# INSTRUCTIONS FOR THE TASK:
Look through the records below for the line holding "so the identity". Write it out exactly, with each following line through the line holding "pub fn from_adjacents(set: impl".

# MATERIAL FOR THIS EXERCISE:
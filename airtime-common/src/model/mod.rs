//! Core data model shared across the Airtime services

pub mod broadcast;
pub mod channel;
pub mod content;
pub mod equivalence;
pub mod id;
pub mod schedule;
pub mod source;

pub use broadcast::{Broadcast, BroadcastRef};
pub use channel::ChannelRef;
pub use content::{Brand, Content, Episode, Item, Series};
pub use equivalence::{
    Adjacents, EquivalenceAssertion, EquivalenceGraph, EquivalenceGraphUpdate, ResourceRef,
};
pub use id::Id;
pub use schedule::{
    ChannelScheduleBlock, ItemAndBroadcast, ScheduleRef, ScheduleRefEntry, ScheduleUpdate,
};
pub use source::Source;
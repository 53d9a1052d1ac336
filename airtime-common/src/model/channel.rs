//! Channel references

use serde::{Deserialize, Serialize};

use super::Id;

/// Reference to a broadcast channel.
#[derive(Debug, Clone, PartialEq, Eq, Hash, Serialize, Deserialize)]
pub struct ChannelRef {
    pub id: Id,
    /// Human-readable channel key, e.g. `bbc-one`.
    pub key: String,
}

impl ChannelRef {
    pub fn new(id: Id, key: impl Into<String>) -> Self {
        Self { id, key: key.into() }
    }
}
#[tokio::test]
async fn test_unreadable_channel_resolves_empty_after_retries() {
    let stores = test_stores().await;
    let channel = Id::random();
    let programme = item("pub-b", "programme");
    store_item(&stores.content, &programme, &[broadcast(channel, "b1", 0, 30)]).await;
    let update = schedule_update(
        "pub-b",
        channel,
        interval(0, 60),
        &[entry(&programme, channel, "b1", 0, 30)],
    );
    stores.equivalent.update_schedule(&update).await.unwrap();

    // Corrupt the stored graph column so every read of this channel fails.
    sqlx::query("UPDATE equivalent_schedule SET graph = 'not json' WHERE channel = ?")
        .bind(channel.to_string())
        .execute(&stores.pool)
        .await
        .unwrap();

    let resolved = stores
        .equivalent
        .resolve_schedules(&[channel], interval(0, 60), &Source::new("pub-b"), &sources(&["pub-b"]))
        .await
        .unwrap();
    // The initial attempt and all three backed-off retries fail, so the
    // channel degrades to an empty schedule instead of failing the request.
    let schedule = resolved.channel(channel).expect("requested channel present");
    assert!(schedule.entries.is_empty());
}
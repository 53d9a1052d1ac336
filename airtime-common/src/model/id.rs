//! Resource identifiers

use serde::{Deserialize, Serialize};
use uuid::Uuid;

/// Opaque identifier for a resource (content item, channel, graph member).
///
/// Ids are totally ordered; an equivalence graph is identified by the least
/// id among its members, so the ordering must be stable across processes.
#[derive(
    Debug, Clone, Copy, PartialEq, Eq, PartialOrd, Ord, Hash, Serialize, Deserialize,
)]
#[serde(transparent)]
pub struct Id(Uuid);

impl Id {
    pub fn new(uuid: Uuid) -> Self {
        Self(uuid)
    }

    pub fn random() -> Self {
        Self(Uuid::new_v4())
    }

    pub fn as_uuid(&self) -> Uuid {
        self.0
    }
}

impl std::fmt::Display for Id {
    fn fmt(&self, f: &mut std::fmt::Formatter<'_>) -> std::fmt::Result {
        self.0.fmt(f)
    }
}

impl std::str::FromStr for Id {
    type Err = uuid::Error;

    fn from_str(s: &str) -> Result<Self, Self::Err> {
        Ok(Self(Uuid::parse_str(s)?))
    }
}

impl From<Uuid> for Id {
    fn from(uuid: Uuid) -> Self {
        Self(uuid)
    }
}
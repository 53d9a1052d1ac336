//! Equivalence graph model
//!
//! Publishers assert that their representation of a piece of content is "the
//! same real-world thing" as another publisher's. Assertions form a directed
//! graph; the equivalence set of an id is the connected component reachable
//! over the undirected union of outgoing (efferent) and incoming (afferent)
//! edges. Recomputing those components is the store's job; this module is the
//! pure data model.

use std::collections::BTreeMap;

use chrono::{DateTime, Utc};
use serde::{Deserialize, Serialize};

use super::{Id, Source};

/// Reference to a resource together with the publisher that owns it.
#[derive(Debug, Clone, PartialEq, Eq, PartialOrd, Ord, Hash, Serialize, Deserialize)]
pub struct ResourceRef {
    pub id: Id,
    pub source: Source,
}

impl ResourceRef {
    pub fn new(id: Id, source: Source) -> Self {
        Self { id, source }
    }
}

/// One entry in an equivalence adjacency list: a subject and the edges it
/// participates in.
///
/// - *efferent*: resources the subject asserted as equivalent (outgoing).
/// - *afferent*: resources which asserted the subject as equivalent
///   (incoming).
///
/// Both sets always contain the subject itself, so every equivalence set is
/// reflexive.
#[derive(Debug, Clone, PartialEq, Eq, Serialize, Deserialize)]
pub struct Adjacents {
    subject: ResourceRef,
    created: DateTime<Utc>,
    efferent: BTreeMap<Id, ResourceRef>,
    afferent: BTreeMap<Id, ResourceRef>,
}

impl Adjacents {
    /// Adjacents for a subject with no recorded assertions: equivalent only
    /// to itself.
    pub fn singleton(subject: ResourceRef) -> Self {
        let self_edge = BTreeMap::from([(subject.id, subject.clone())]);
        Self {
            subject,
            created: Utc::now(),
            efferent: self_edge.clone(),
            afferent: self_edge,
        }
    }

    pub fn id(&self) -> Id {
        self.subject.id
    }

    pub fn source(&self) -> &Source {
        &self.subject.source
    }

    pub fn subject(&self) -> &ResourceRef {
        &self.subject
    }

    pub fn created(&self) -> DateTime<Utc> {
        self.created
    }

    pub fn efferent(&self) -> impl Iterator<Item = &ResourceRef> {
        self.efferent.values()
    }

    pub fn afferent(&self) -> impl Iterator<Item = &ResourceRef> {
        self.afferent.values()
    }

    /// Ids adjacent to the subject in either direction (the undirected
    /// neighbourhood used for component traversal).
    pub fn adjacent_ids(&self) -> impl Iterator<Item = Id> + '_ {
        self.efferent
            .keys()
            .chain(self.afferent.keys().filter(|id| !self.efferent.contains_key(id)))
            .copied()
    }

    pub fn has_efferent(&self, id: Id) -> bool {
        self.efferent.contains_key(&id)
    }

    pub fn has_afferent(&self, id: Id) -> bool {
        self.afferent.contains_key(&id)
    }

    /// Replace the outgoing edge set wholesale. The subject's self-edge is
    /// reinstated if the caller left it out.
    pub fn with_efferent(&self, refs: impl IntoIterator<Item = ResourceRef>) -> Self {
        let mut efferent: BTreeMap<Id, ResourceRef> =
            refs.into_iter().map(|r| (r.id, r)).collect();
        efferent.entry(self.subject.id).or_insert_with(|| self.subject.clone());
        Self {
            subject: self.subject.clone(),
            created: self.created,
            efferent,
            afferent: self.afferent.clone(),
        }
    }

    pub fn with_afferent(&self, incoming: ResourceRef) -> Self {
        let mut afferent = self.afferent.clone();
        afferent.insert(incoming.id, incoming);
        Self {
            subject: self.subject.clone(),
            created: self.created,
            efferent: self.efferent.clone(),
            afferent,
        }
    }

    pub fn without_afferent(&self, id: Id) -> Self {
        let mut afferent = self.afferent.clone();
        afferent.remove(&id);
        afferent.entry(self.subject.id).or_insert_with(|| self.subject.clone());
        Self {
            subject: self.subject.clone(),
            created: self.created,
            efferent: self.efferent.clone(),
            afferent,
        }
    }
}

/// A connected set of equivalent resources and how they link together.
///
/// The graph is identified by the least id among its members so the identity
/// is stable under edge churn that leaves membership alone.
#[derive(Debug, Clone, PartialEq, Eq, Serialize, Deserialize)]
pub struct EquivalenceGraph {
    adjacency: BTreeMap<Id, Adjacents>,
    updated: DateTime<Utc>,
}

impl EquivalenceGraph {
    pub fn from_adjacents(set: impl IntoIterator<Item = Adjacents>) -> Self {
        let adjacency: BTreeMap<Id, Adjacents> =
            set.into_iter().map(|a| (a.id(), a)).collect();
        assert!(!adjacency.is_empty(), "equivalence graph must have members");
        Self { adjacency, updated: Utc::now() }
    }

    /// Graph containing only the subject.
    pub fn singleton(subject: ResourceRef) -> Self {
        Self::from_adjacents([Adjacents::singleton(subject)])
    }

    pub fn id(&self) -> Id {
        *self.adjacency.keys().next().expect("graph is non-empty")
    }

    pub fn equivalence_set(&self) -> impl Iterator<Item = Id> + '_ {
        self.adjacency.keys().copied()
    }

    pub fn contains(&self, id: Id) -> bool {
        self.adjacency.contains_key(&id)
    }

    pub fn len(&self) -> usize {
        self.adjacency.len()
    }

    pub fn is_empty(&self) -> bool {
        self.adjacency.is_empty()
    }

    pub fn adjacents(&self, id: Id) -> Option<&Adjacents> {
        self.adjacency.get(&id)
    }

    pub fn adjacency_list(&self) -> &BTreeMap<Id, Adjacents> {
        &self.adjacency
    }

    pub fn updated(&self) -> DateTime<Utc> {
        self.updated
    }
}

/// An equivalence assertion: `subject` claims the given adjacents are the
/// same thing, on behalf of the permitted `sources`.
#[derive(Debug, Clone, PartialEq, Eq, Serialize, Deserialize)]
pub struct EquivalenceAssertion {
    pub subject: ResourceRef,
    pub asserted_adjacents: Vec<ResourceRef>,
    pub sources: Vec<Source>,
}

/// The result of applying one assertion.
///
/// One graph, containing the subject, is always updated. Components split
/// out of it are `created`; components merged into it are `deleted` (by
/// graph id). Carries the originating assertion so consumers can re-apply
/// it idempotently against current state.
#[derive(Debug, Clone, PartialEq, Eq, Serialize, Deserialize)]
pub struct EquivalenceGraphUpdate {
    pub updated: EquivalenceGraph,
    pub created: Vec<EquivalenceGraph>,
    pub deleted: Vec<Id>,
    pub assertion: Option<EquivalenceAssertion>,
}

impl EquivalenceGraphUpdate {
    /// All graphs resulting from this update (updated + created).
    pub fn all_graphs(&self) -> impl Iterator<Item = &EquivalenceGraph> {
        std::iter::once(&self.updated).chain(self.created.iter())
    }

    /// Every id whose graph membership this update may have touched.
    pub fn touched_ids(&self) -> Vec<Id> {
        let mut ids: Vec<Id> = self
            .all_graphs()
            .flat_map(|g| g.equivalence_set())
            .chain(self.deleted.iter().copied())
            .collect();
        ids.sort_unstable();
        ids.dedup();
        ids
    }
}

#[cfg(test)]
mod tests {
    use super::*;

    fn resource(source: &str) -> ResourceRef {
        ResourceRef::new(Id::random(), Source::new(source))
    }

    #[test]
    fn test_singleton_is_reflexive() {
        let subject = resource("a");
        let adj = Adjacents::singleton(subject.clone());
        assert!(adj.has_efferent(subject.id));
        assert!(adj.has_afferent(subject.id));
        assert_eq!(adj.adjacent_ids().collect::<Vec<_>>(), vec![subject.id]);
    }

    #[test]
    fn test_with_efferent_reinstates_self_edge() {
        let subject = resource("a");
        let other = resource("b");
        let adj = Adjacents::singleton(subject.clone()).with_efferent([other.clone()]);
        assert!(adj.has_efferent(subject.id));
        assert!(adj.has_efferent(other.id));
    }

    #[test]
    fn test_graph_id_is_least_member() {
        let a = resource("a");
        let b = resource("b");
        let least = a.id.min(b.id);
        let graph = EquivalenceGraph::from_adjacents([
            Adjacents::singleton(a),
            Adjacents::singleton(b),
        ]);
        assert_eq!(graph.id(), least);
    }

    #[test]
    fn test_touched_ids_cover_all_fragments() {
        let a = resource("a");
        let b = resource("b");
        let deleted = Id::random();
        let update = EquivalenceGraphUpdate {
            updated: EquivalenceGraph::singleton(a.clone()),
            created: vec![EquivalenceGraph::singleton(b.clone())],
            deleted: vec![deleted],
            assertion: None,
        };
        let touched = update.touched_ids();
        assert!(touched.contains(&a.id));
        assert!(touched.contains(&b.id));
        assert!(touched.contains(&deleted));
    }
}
...
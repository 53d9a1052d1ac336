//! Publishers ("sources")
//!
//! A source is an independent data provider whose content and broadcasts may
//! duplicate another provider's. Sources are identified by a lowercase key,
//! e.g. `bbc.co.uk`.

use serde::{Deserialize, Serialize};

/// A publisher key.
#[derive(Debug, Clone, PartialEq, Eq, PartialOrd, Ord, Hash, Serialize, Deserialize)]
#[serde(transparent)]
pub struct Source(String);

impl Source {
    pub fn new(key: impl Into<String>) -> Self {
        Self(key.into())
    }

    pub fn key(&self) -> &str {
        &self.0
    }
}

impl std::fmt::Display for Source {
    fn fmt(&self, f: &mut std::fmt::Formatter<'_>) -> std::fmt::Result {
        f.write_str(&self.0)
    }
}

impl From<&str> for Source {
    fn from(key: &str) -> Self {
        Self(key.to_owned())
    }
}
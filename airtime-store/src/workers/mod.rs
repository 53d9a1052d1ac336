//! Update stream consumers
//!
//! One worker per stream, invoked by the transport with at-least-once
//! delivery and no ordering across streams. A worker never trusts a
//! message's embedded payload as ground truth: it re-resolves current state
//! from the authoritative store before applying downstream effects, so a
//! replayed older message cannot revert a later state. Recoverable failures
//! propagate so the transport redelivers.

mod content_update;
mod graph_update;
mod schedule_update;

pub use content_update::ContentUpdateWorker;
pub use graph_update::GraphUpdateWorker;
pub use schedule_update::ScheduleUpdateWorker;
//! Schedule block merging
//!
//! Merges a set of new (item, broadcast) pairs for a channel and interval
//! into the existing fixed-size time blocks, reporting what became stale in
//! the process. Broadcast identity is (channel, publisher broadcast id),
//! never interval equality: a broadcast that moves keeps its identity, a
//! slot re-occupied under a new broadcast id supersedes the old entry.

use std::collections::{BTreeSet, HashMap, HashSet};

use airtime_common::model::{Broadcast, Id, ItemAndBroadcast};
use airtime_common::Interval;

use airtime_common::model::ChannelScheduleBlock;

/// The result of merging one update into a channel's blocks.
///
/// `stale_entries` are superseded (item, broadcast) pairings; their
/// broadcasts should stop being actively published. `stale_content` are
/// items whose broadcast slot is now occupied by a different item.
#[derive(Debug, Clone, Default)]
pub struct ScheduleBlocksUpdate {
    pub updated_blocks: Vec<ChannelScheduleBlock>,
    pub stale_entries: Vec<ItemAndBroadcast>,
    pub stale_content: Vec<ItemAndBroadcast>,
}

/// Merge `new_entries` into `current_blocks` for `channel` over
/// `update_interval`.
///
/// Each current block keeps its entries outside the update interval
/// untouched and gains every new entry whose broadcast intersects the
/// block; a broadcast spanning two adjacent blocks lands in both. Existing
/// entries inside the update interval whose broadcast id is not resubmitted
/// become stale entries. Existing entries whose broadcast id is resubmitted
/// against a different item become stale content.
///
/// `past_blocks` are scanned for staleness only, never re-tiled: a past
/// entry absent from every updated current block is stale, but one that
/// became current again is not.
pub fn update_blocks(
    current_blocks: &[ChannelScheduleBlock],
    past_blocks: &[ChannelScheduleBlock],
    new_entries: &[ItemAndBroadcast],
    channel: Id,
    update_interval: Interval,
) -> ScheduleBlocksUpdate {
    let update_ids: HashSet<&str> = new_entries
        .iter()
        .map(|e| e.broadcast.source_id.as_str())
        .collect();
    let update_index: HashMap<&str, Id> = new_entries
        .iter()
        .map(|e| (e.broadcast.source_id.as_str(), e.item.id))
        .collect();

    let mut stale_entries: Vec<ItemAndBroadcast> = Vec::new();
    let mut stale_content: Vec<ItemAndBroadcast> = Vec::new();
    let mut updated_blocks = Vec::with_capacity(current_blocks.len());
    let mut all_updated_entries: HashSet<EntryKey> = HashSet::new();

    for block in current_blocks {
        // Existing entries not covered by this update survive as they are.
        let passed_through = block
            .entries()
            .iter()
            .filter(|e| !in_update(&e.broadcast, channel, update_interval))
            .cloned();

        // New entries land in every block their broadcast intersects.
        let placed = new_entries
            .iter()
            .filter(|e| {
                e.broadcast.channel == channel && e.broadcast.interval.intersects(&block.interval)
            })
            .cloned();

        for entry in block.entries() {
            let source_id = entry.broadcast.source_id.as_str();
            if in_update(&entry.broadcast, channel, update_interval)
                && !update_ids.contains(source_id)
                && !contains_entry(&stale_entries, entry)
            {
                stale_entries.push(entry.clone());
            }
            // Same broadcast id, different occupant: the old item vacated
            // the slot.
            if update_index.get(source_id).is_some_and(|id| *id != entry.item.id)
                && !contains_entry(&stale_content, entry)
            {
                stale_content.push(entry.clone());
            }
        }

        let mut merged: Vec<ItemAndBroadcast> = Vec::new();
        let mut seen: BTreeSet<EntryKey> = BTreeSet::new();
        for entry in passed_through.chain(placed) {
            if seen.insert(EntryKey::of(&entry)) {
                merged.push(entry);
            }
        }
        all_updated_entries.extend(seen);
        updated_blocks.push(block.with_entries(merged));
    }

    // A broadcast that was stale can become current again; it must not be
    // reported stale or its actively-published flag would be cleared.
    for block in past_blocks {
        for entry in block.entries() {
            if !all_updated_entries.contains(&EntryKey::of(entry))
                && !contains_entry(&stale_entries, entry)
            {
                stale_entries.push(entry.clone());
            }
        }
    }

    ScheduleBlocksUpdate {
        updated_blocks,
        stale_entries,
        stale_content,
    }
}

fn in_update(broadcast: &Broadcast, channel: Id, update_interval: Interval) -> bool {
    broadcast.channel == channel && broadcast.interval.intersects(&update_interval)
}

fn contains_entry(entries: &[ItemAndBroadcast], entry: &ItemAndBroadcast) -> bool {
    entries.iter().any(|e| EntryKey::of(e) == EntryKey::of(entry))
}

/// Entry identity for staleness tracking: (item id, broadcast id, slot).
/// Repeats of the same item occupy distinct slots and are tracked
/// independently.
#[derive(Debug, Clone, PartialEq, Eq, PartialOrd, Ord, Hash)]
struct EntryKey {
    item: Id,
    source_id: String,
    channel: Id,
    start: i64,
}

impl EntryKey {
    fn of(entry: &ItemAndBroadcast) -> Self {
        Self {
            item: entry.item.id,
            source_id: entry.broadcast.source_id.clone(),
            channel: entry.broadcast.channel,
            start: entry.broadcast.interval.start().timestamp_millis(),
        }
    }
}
---
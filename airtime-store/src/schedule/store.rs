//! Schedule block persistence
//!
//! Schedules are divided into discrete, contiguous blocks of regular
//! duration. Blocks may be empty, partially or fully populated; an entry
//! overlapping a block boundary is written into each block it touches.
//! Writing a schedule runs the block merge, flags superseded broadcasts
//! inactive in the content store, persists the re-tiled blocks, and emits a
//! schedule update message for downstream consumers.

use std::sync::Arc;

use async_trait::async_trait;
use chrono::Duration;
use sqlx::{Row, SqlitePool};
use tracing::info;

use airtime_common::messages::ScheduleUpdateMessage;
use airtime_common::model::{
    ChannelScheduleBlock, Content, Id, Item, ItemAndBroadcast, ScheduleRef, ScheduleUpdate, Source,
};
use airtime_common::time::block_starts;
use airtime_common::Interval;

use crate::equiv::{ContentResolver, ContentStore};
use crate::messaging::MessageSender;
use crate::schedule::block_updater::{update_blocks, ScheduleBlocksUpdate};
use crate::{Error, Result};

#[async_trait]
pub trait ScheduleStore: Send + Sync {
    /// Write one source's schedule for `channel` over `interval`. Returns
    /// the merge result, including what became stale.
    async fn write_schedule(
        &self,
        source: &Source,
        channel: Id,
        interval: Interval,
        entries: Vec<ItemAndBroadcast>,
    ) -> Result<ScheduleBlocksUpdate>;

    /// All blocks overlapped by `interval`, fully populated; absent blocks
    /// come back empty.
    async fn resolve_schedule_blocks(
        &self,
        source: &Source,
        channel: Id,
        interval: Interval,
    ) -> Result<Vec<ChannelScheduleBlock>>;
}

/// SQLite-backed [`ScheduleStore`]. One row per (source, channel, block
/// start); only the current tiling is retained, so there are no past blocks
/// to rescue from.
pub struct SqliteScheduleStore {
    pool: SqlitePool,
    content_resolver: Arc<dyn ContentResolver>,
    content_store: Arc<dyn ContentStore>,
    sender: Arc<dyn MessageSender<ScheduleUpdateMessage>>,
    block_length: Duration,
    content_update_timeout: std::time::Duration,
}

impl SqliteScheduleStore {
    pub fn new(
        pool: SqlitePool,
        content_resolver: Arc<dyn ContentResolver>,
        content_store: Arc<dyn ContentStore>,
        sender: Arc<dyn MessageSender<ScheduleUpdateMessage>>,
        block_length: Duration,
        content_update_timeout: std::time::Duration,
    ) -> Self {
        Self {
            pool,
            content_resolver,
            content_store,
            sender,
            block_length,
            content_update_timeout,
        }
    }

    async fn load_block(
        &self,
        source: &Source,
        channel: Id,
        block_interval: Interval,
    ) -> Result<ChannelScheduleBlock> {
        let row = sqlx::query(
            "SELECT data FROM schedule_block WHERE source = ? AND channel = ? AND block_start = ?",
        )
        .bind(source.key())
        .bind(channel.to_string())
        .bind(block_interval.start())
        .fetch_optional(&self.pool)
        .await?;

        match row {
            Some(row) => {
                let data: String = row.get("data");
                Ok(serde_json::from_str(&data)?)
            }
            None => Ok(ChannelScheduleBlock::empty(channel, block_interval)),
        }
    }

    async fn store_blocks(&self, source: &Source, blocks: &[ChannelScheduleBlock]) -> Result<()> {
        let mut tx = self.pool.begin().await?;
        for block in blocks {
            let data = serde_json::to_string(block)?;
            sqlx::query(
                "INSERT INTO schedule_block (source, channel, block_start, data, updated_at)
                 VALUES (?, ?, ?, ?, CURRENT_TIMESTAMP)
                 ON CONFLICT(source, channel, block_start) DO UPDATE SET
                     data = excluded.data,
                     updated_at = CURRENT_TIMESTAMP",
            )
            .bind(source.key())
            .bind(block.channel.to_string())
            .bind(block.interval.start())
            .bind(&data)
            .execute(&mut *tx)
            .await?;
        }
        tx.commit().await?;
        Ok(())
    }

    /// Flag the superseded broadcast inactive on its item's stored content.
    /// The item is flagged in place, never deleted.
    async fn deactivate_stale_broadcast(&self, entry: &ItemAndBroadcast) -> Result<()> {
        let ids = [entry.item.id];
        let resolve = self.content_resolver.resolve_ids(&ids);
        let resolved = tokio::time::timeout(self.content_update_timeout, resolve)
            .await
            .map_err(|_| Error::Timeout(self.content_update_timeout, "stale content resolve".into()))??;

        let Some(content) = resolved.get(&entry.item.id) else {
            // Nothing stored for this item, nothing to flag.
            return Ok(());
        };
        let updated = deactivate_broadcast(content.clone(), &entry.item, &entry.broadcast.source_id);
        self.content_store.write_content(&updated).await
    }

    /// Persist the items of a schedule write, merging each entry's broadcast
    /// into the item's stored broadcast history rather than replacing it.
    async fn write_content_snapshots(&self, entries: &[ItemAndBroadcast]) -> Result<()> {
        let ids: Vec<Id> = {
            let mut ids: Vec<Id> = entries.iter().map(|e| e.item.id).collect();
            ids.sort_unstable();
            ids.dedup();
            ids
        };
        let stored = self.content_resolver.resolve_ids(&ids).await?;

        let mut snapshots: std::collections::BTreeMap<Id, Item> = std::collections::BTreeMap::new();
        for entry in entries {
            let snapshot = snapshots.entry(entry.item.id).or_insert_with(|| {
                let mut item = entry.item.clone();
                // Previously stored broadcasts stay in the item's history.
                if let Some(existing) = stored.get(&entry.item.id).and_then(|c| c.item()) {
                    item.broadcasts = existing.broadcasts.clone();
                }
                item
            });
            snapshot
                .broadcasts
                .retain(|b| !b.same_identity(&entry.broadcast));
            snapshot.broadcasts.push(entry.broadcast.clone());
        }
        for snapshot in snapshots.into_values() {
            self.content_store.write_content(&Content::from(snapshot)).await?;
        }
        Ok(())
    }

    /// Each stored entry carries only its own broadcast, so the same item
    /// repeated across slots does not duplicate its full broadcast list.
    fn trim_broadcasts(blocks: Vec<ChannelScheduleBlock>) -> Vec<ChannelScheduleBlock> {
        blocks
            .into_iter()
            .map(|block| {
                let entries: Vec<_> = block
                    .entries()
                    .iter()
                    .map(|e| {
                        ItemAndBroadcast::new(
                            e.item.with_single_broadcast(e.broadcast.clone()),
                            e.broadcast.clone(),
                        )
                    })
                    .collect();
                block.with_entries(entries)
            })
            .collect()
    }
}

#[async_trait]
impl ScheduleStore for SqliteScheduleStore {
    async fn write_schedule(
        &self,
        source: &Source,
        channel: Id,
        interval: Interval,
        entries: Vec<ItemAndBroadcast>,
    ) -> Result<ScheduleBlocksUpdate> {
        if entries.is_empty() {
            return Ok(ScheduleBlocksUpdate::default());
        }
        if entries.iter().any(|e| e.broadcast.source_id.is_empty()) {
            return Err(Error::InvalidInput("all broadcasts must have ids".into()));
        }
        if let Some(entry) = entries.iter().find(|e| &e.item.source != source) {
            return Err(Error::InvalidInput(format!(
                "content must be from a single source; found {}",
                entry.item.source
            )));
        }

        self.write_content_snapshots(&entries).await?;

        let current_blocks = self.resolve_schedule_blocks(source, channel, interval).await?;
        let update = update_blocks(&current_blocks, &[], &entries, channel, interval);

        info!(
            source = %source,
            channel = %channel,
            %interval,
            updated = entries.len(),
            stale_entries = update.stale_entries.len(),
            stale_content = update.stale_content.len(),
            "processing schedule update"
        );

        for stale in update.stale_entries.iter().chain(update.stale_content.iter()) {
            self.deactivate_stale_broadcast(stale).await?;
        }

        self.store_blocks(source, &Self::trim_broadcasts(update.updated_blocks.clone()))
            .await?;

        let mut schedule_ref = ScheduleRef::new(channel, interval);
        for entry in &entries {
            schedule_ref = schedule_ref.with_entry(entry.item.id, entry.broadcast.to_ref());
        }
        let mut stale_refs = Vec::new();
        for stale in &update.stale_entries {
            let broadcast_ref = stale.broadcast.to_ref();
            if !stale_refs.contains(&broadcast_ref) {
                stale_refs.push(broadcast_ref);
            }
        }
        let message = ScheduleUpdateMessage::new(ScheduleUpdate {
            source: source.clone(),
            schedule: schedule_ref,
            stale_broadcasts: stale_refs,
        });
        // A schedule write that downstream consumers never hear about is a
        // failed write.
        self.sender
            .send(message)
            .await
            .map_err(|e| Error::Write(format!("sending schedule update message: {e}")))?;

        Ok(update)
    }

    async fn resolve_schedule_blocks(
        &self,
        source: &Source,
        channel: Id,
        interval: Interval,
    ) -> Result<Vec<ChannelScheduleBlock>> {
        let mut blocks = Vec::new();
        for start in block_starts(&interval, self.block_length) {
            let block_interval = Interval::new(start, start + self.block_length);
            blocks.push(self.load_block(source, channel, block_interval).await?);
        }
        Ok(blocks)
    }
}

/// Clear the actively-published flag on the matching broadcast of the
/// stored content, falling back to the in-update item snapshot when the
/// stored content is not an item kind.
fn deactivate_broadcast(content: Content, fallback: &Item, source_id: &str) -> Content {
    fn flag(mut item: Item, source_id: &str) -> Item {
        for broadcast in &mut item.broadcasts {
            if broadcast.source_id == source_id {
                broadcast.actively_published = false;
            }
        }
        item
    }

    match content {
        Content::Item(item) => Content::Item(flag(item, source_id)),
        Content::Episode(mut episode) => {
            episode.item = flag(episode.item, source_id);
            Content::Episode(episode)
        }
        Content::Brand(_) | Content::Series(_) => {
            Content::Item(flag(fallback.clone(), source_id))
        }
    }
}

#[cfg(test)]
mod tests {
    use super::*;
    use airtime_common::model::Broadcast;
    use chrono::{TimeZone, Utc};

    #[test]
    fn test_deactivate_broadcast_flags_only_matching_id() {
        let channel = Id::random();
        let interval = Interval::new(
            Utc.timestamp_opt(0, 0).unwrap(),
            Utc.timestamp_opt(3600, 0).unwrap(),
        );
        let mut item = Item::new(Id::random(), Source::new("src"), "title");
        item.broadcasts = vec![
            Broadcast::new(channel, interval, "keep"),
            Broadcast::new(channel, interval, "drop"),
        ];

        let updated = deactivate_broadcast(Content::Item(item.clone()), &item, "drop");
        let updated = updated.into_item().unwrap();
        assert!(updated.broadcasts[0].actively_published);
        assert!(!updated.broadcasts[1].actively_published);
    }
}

# TASK SOLUTION:
/// The graph is identified by the least id among its members so the identity
/// is stable under edge churn that leaves membership alone.
#[derive(Debug, Clone, PartialEq, Eq, Serialize, Deserialize)]
pub struct EquivalenceGraph {
    adjacency: BTreeMap<Id, Adjacents>,
    updated: DateTime<Utc>,
}

impl EquivalenceGraph {
    pub fn from_adjacents(set: impl IntoIterator<Item = Adjacents>) -> Self {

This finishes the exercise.